There is one span to output from the data below: the lines starting at the line with "pub fn count_word_frequency<I, S>(words: I)" and ending at the line with "keep first-seen order.". Output it exactly, ends included, nothing more.

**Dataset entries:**
Segment Open
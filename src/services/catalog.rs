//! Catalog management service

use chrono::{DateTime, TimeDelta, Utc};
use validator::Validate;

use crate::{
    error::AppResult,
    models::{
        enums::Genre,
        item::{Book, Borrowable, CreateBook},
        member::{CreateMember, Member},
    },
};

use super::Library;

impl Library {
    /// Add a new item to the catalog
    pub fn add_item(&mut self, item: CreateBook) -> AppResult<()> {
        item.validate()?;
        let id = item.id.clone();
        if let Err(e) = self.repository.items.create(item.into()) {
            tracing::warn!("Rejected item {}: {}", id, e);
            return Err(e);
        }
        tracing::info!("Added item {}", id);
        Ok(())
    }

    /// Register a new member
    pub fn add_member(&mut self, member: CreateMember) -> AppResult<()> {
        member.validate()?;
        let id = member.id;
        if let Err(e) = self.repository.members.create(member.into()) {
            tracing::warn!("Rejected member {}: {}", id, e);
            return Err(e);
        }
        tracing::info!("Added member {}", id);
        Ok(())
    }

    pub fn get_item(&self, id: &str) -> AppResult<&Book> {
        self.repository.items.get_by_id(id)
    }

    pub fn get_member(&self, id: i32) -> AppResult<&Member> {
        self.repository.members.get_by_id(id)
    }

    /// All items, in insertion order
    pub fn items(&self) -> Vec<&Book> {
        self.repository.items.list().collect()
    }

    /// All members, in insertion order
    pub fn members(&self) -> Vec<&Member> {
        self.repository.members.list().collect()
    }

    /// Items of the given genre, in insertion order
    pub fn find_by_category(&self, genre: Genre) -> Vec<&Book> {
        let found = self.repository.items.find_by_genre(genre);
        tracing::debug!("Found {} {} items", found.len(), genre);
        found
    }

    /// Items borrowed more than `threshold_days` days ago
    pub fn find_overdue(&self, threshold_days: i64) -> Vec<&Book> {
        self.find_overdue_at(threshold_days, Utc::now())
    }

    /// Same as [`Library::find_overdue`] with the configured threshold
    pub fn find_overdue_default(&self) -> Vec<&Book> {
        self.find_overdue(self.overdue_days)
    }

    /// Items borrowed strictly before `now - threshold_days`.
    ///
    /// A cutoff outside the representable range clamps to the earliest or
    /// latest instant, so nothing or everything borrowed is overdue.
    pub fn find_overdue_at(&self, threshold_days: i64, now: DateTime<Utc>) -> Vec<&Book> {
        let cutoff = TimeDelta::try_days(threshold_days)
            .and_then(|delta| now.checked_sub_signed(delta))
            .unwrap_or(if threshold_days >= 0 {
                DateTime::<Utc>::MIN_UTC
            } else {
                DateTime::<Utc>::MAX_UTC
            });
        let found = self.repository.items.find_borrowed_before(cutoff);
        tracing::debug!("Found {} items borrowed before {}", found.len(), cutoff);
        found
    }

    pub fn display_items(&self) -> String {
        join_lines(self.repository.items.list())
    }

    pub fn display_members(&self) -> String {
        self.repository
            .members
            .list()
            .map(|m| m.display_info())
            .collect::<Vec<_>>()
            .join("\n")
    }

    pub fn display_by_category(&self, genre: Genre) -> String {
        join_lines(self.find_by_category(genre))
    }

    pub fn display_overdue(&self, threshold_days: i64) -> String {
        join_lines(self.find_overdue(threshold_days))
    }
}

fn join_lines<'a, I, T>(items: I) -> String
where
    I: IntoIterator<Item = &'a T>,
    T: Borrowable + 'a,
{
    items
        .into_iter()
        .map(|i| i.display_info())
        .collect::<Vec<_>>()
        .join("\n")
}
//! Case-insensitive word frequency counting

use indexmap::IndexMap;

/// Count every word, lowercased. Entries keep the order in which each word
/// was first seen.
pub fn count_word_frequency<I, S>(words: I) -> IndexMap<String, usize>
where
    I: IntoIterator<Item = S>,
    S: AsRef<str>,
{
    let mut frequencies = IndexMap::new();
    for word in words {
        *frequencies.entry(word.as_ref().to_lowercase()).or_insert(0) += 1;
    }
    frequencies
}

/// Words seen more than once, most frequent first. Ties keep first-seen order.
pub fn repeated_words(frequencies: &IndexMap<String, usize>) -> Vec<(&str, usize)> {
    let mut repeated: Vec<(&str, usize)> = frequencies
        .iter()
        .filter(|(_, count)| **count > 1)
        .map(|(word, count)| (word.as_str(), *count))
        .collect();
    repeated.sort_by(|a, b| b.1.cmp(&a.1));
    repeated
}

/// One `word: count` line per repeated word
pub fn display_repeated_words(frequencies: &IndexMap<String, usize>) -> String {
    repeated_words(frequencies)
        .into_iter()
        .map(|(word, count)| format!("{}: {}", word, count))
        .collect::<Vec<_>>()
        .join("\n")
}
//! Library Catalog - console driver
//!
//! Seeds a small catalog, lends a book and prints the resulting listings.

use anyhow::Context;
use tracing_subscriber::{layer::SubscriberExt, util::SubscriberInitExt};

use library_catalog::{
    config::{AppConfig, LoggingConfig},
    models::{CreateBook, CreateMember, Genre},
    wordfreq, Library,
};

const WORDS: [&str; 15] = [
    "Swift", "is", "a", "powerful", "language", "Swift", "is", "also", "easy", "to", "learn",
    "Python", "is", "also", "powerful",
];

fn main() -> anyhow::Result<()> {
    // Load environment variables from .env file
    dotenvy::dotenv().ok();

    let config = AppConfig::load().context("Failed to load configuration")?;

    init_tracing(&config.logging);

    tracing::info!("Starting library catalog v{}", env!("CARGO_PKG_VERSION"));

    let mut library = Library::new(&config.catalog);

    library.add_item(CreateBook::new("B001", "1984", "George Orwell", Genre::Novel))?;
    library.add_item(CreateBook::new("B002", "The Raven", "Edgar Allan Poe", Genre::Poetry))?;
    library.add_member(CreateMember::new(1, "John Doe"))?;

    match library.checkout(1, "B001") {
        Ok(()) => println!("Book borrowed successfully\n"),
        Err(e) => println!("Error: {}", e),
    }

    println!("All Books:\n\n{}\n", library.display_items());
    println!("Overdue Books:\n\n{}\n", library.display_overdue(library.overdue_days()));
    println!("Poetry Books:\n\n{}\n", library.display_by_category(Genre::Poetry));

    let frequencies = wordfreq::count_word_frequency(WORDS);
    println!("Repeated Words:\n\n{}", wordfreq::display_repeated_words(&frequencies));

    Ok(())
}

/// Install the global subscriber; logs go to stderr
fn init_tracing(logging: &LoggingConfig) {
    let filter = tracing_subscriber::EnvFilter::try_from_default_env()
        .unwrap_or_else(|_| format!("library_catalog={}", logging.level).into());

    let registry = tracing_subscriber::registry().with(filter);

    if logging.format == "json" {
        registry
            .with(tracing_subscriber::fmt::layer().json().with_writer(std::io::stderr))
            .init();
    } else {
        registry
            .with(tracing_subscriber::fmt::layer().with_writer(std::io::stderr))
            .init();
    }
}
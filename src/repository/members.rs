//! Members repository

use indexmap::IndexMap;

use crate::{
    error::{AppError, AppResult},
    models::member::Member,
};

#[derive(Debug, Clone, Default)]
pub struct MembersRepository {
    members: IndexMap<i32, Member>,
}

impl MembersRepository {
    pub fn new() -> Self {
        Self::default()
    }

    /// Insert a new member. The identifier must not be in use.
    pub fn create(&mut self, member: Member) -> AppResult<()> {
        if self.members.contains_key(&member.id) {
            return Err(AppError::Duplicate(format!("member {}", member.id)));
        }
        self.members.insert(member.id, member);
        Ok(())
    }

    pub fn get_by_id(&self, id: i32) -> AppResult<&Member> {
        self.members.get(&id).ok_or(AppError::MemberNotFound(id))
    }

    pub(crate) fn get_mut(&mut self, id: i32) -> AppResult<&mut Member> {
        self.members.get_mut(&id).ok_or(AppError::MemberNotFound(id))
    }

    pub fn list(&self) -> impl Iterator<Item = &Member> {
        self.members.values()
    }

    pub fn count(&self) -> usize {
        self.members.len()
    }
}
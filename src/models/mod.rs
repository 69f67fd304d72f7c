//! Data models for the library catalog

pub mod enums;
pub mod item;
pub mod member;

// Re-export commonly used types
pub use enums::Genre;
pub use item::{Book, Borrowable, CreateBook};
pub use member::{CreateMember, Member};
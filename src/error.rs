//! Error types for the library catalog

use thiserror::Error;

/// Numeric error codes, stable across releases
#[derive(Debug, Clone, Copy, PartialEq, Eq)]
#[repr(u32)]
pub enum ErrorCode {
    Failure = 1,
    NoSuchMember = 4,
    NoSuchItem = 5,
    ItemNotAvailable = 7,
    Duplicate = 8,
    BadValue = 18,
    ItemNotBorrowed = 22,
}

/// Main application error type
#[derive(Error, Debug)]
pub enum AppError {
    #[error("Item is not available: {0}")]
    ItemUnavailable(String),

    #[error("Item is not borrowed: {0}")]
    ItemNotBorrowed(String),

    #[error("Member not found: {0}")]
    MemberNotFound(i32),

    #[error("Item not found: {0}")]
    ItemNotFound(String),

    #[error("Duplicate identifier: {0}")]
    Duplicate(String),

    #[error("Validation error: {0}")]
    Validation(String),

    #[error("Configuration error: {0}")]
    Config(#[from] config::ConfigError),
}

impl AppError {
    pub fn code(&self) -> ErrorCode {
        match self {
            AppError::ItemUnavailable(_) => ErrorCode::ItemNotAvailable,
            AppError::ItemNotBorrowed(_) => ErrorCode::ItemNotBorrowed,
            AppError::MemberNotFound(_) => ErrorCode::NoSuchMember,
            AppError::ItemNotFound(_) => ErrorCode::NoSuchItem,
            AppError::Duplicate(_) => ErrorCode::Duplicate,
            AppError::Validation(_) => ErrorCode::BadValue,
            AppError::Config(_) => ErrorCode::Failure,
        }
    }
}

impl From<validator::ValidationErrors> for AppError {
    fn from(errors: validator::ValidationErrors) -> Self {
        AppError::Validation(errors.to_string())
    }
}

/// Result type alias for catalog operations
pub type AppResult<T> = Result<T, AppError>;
Segment Closed
**Exercise response:**
pub fn count_word_frequency<I, S>(words: I) -> IndexMap<String, usize>
where
    I: IntoIterator<Item = S>,
    S: AsRef<str>,
{
    let mut frequencies = IndexMap::new();
    for word in words {
        *frequencies.entry(word.as_ref().to_lowercase()).or_insert(0) += 1;
    }
    frequencies
}

/// Words seen more than once, most frequent first. Ties keep first-seen order.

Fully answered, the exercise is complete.